═══ Task data ═══

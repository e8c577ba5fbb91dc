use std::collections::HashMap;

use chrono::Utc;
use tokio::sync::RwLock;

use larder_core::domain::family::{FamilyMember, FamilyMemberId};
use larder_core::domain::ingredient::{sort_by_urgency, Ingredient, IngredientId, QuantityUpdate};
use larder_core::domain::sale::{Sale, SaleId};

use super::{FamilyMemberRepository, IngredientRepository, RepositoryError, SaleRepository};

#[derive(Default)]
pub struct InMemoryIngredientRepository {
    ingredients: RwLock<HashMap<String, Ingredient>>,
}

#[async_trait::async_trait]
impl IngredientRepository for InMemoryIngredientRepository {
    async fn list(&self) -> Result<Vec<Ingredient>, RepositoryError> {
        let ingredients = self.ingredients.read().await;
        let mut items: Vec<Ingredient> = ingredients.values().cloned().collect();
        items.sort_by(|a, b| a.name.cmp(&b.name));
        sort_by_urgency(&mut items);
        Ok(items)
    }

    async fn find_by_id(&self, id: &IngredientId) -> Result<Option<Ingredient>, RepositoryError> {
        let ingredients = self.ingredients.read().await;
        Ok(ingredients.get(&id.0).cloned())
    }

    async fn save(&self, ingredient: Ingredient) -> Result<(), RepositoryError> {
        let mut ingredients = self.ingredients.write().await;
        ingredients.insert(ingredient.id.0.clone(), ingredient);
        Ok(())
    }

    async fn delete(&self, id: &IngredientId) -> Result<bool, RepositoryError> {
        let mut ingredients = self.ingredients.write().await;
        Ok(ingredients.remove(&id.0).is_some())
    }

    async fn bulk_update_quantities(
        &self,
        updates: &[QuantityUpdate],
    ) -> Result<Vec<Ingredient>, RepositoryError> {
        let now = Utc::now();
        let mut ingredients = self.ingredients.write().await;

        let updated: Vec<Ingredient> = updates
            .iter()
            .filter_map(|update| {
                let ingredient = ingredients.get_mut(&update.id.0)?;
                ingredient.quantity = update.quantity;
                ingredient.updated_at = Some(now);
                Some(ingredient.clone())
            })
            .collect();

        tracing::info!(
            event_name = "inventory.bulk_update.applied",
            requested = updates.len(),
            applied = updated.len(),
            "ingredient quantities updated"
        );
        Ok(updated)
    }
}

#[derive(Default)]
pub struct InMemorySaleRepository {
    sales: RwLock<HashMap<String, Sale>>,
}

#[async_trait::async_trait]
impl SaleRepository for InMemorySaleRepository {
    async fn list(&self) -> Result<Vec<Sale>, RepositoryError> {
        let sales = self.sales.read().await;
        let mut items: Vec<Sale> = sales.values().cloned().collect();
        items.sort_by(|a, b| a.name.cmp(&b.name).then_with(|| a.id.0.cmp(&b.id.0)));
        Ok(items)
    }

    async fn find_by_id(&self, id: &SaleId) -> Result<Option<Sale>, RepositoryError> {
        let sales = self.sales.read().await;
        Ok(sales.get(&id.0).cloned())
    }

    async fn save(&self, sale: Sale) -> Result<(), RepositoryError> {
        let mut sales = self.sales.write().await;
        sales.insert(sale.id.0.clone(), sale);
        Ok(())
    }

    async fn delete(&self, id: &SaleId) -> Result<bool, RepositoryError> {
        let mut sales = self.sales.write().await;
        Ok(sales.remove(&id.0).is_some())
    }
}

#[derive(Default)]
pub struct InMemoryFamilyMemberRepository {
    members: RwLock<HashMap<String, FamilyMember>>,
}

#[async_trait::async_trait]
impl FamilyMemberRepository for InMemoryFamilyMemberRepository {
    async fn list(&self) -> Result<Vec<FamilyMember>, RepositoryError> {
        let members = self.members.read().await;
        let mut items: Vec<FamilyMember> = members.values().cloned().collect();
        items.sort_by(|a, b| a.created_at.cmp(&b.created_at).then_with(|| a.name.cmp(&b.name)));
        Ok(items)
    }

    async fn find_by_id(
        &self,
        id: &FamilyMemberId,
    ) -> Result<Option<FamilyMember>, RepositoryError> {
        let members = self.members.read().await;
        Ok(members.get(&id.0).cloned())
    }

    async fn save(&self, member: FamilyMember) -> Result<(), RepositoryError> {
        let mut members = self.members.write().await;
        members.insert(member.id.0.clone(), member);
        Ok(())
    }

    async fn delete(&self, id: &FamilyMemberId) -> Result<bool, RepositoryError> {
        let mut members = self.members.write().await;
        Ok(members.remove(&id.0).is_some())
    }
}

═══
═══ Task data ═══

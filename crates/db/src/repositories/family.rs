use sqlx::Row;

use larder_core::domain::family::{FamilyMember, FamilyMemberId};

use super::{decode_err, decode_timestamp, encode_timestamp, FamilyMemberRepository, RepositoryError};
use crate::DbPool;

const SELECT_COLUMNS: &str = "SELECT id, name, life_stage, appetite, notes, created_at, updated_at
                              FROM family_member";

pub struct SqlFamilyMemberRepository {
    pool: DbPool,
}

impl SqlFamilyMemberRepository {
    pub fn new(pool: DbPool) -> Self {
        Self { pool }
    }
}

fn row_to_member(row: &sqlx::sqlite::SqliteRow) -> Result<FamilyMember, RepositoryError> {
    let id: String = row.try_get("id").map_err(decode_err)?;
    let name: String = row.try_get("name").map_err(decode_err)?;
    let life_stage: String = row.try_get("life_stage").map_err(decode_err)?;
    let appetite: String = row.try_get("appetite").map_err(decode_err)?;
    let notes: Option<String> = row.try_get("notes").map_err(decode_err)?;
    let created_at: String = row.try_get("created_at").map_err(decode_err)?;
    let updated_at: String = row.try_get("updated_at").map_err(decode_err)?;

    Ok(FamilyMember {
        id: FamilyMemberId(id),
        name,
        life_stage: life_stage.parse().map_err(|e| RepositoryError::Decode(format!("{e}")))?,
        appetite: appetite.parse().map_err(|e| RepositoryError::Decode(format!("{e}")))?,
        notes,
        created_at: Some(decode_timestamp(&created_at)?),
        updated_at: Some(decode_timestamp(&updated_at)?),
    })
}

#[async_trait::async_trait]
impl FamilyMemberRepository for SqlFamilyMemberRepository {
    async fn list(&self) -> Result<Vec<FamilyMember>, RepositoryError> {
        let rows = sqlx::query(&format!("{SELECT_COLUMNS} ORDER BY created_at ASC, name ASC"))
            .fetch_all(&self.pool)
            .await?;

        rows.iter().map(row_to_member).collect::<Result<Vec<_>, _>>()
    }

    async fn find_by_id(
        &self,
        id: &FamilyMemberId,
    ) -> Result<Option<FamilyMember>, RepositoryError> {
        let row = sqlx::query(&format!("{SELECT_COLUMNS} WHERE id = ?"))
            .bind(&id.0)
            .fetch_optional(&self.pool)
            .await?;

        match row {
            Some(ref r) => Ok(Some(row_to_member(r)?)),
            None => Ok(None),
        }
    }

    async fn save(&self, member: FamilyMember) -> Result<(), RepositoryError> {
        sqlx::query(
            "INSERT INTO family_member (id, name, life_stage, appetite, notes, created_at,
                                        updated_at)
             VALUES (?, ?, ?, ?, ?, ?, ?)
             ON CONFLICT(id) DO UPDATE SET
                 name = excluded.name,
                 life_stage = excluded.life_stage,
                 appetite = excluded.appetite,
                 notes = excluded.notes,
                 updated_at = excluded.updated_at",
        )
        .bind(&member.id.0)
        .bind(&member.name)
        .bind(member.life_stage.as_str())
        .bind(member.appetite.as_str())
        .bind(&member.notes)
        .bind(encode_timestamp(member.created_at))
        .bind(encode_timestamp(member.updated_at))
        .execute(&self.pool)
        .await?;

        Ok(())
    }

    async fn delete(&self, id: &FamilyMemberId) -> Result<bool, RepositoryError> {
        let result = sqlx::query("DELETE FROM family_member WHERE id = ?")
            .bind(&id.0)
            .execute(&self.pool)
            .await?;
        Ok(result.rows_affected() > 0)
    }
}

═══

* What needs to be done *
Using the data above, return every line that contains the string "SaleId".

* The completed task *
use larder_core::domain::sale::{Sale, SaleId};
    async fn find_by_id(&self, id: &SaleId) -> Result<Option<Sale>, RepositoryError> {
    async fn delete(&self, id: &SaleId) -> Result<bool, RepositoryError> {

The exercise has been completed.